What you will do: Nothing should be output except the lines from the top of the material below through the line that contains "Every field carries", each exactly as written.

Source records:
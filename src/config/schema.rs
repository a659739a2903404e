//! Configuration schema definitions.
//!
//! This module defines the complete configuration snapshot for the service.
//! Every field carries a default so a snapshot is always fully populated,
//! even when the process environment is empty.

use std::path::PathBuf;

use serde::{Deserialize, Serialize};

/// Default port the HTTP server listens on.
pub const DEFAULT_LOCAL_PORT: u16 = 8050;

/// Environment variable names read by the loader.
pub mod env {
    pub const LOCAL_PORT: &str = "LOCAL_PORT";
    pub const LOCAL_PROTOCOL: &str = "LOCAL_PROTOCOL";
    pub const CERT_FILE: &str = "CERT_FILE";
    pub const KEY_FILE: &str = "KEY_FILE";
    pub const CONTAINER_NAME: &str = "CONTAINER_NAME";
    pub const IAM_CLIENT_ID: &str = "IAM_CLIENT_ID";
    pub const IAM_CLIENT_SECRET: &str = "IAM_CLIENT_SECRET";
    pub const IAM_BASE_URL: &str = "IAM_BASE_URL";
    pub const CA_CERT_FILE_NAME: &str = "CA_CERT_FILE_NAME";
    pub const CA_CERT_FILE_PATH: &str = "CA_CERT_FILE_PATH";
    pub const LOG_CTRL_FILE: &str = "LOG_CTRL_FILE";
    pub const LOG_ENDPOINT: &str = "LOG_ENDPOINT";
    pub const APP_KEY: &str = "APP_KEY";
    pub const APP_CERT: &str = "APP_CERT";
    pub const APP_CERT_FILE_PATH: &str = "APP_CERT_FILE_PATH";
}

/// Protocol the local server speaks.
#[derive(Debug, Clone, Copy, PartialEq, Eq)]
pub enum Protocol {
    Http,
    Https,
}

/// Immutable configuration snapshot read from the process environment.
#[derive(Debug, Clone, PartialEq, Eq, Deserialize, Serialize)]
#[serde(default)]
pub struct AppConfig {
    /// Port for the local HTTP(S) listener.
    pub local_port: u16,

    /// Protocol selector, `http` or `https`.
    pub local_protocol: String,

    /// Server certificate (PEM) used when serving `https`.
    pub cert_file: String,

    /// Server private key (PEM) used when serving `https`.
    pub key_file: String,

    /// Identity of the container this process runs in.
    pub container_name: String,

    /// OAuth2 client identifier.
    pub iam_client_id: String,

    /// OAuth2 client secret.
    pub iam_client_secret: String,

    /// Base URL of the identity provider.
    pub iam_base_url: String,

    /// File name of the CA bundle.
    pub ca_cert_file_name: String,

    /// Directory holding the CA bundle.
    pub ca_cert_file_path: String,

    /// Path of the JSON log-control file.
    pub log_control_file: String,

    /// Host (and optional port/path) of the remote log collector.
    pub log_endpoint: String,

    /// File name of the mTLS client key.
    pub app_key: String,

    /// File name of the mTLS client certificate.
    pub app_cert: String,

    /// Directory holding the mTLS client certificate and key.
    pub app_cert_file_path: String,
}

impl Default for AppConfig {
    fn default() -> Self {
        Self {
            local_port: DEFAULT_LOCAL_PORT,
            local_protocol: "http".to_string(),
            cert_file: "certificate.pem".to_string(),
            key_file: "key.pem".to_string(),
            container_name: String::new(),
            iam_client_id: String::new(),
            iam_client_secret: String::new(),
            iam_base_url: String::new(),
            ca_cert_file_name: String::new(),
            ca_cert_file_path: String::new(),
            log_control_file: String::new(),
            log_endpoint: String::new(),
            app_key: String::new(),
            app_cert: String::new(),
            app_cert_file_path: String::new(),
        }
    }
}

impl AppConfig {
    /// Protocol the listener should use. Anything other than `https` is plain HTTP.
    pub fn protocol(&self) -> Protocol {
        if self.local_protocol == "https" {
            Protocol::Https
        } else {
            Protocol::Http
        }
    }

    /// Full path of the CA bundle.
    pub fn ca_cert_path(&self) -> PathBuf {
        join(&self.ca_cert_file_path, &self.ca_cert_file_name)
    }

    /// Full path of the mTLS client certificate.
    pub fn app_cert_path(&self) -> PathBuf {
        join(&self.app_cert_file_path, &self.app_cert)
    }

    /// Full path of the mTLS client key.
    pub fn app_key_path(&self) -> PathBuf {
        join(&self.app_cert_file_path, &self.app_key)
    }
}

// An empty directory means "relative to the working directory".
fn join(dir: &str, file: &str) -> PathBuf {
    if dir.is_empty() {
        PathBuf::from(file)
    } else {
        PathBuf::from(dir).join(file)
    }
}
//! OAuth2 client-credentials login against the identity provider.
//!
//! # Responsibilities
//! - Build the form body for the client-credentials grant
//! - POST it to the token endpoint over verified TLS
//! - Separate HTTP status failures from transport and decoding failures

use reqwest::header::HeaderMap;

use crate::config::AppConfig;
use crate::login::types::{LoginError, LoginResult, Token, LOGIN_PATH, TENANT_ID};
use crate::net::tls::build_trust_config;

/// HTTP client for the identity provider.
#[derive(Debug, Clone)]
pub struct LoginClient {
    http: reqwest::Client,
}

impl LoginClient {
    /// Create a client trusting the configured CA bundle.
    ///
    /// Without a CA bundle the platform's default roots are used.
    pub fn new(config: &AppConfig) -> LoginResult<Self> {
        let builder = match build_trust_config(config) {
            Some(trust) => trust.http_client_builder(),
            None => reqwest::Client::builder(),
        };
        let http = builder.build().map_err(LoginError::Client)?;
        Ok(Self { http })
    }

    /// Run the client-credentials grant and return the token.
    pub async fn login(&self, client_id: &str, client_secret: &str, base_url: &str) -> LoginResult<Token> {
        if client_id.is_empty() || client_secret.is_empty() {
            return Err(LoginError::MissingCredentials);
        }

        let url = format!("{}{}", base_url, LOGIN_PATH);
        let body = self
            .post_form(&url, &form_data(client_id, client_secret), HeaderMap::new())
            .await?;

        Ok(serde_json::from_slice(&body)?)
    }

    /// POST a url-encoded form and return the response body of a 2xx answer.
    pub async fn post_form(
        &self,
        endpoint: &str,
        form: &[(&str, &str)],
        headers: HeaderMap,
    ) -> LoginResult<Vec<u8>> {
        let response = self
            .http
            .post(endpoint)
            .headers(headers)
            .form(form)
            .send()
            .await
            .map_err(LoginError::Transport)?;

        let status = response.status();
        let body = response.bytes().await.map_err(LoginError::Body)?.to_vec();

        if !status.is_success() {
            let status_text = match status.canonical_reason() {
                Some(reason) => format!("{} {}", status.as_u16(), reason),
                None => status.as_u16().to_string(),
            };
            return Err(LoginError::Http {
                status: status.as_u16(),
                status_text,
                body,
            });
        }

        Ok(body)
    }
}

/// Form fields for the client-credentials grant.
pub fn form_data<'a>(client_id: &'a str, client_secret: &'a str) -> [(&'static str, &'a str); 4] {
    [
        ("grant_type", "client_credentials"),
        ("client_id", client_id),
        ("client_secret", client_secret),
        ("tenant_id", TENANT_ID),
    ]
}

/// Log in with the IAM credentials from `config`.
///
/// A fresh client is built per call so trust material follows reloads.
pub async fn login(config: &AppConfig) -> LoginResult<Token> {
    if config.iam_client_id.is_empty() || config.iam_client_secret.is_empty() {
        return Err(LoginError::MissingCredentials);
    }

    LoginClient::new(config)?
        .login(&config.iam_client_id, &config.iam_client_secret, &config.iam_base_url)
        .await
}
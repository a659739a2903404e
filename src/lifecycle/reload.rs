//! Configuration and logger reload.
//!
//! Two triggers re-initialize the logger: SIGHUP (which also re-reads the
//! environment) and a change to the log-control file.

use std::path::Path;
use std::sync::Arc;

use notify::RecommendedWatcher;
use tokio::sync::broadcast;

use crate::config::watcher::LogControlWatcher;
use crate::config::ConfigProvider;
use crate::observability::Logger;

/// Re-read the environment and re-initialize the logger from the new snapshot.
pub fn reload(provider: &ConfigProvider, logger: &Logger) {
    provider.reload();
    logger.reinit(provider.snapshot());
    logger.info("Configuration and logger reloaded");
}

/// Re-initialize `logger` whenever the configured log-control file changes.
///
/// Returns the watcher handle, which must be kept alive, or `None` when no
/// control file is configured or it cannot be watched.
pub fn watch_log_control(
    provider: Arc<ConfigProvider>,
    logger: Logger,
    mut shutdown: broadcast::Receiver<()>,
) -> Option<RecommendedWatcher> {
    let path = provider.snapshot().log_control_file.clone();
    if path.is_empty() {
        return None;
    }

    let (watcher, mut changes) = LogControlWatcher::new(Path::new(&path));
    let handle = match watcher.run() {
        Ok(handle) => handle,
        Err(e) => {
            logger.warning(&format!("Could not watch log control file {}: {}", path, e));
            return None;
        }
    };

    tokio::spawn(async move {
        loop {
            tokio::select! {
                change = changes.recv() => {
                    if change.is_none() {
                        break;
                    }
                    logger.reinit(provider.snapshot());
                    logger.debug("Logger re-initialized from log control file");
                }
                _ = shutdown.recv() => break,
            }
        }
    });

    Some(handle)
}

Answer to this exercise:
filename src/config/schema.rs
repository a659739a2903404e
//! Configuration schema definitions.
//!
//! This module defines the complete configuration snapshot for the service.
//! Every field carries a default so a snapshot is always fully populated,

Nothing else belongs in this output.